The United States has launched a campaign to bring Iran's nuclear issue before the UN Security Council, including a top official's trip next week to Moscow.

    Iran's uranium enrichment plant: US pressure increasing

    Undersecretary of State John Bolton, the Bush administration's senior non-proliferation official, will urge Russia and other countries to lay the Iranian nuclear issue at the feet of the international community's premier body, US officials said.

     

    US officials said it was unclear if Russia and European allies are ready join Washington in elevating the Iran nuclear issue to the Security Council.

       

    "But we think the circumstances and the timing and the urgency of the matter are such that we are making a major effort," the US official said.

     

    Put off

       

    One official said Russia, under US pressure to halt cooperation on Iran's Bushehr nuclear power plant, has postponed delivery of critical reactor fuel until spring 2004.

       

    He dismissed a report by the official Iranian news agency (IRNA) on Friday that Iran was ready to sign a protocol to return nuclear waste to Russia.
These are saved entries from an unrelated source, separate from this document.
//! Route handlers for the compression API.

use axum::body::Body;
use axum::extract::rejection::JsonRejection;
use axum::extract::{Multipart, Path, Query, State};
use axum::http::header;
use axum::response::IntoResponse;
use axum::Json;
use serde::{Deserialize, Serialize};
use sizeforge_av::ToolInfo;
use sizeforge_core::{Error, JobId};
use tokio_util::io::ReaderStream;

use super::error::AppError;
use super::AppContext;
use crate::orchestrator::{CleanupReceipt, CompressReceipt, JobStatusView, UploadReceipt};

/// Multipart field carrying the uploaded video.
const UPLOAD_FIELD: &str = "file";

fn parse_job_id(raw: &str) -> Result<JobId, Error> {
    raw.parse()
        .map_err(|_| Error::Validation(format!("invalid job id: {raw}")))
}

/// Health check response.
#[derive(Debug, Serialize, utoipa::ToSchema)]
pub struct HealthResponse {
    pub status: String,
    pub version: String,
    /// Jobs currently known to the service.
    pub jobs: usize,
    pub tools: Vec<ToolInfo>,
}

/// GET /health
#[utoipa::path(
    get,
    path = "/health",
    tag = "health",
    responses((status = 200, description = "Service is up", body = HealthResponse))
)]
pub async fn health(State(ctx): State<AppContext>) -> Json<HealthResponse> {
    Json(HealthResponse {
        status: "healthy".into(),
        version: env!("CARGO_PKG_VERSION").into(),
        jobs: ctx.orchestrator.registry().len(),
        tools: ctx.tools.as_ref().clone(),
    })
}

/// Multipart form accepted by the upload route.
#[derive(utoipa::ToSchema)]
pub struct UploadForm {
    #[schema(value_type = String, format = Binary)]
    pub file: Vec<u8>,
}

/// POST /upload
#[utoipa::path(
    post,
    path = "/upload",
    tag = "jobs",
    request_body(content = UploadForm, content_type = "multipart/form-data"),
    responses(
        (status = 200, description = "Upload stored, job created", body = UploadReceipt),
        (status = 400, description = "Missing, empty, oversized or unreadable file")
    )
)]
pub async fn upload(
    State(ctx): State<AppContext>,
    mut multipart: Multipart,
) -> Result<Json<UploadReceipt>, AppError> {
    while let Some(field) = multipart
        .next_field()
        .await
        .map_err(|e| Error::Validation(format!("malformed multipart body: {e}")))?
    {
        if field.name() != Some(UPLOAD_FIELD) {
            continue;
        }
        let filename = field.file_name().unwrap_or_default().to_string();
        let receipt = ctx.orchestrator.upload(&filename, field).await?;
        return Ok(Json(receipt));
    }

    Err(Error::Validation(format!("no `{UPLOAD_FIELD}` field in the upload")).into())
}

/// Request body for starting a compression.
#[derive(Debug, Deserialize, utoipa::ToSchema)]
pub struct CompressRequest {
    pub job_id: String,
    /// Desired output size in bytes.
    pub target_size: u64,
}

/// POST /compress
#[utoipa::path(
    post,
    path = "/compress",
    tag = "jobs",
    request_body = CompressRequest,
    responses(
        (status = 200, description = "Compression started, on a fresh job when retrying a finished one", body = CompressReceipt),
        (status = 400, description = "Malformed request body or invalid target size"),
        (status = 404, description = "Unknown job"),
        (status = 409, description = "Job is compressing or was already retried"),
        (status = 422, description = "Target too small or duration unknown")
    )
)]
pub async fn compress(
    State(ctx): State<AppContext>,
    payload: Result<Json<CompressRequest>, JsonRejection>,
) -> Result<Json<CompressReceipt>, AppError> {
    let Json(payload) = payload.map_err(|rejection| {
        Error::Validation(format!("invalid compress request: {}", rejection.body_text()))
    })?;
    let id = parse_job_id(&payload.job_id)?;
    let receipt = ctx.orchestrator.compress(id, payload.target_size)?;
    Ok(Json(receipt))
}

/// Query parameters for status polling.
#[derive(Debug, Deserialize, utoipa::IntoParams)]
#[into_params(parameter_in = Query)]
pub struct StatusParams {
    /// Return log lines from this index onwards.
    #[serde(default)]
    pub since: usize,
}

/// GET /status/{job_id}
#[utoipa::path(
    get,
    path = "/status/{job_id}",
    tag = "jobs",
    params(("job_id" = String, Path, description = "Job id"), StatusParams),
    responses(
        (status = 200, description = "Current job state", body = JobStatusView),
        (status = 404, description = "Unknown job")
    )
)]
pub async fn status(
    State(ctx): State<AppContext>,
    Path(job_id): Path<String>,
    Query(params): Query<StatusParams>,
) -> Result<Json<JobStatusView>, AppError> {
    let id = parse_job_id(&job_id)?;
    Ok(Json(ctx.orchestrator.status(id, params.since)?))
}

/// GET /download/{job_id}
#[utoipa::path(
    get,
    path = "/download/{job_id}",
    tag = "jobs",
    params(("job_id" = String, Path, description = "Job id")),
    responses(
        (status = 200, description = "The compressed video as an MP4 attachment"),
        (status = 404, description = "Unknown job"),
        (status = 409, description = "Job is not completed")
    )
)]
pub async fn download(
    State(ctx): State<AppContext>,
    Path(job_id): Path<String>,
) -> Result<impl IntoResponse, AppError> {
    let id = parse_job_id(&job_id)?;
    let target = ctx.orchestrator.download(id).await?;

    let file = tokio::fs::File::open(&target.path).await.map_err(Error::from)?;
    let body = Body::from_stream(ReaderStream::new(file));

    let headers = [
        (header::CONTENT_TYPE, "video/mp4".to_string()),
        (header::CONTENT_LENGTH, target.size.to_string()),
        (
            header::CONTENT_DISPOSITION,
            format!("attachment; filename=\"{}\"", target.filename),
        ),
    ];

    Ok((headers, body))
}

/// POST /cleanup/{job_id} and DELETE /jobs/{job_id}
#[utoipa::path(
    post,
    path = "/cleanup/{job_id}",
    tag = "jobs",
    params(("job_id" = String, Path, description = "Job id")),
    responses((status = 200, description = "Job and files removed (or never existed)", body = CleanupReceipt))
)]
pub async fn cleanup(
    State(ctx): State<AppContext>,
    Path(job_id): Path<String>,
) -> Result<Json<CleanupReceipt>, AppError> {
    let id = parse_job_id(&job_id)?;
    Ok(Json(ctx.orchestrator.cleanup(id).await))
}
Such a move could undercut US charges that Tehran is bent on producing nuclear weapons.

       

    "The Iranians have been 'ready' to sign a spent-fuel take-back agreement for over a year," he said.

     

    "We think the circumstances and the timing and the urgency of the matter are such that we are making a major effort"

    US official

    Bolton, a leading neo-conservative will be in Moscow when the United Nations’ nuclear watchdog agency, the International Atomic Energy Agency (IAEA), is expected to issue its second report on Iran's nuclear activities.

       

    His visit also coincides with the launch of six-party talks in Beijing on North Korea's nuclear programme.

       

    While Bolton's Moscow discussions will include North Korea, Iran will be the main focus. The IAEA governing board plans to meet in Vienna on 8 September to consider its next steps on Iran.

       

    Experts say Iran could be one to three years from having nuclear arms.

       

    In its first report last June, the IAEA rapped Tehran for failing to comply with nuclear safeguards.

       

    Since then UN inspectors have found enriched uranium in environmental samples taken in Iran. This could mean Tehran has enriched uranium without telling the IAEA, heightening suspicions of nuclear arms activity despite Iran's denials.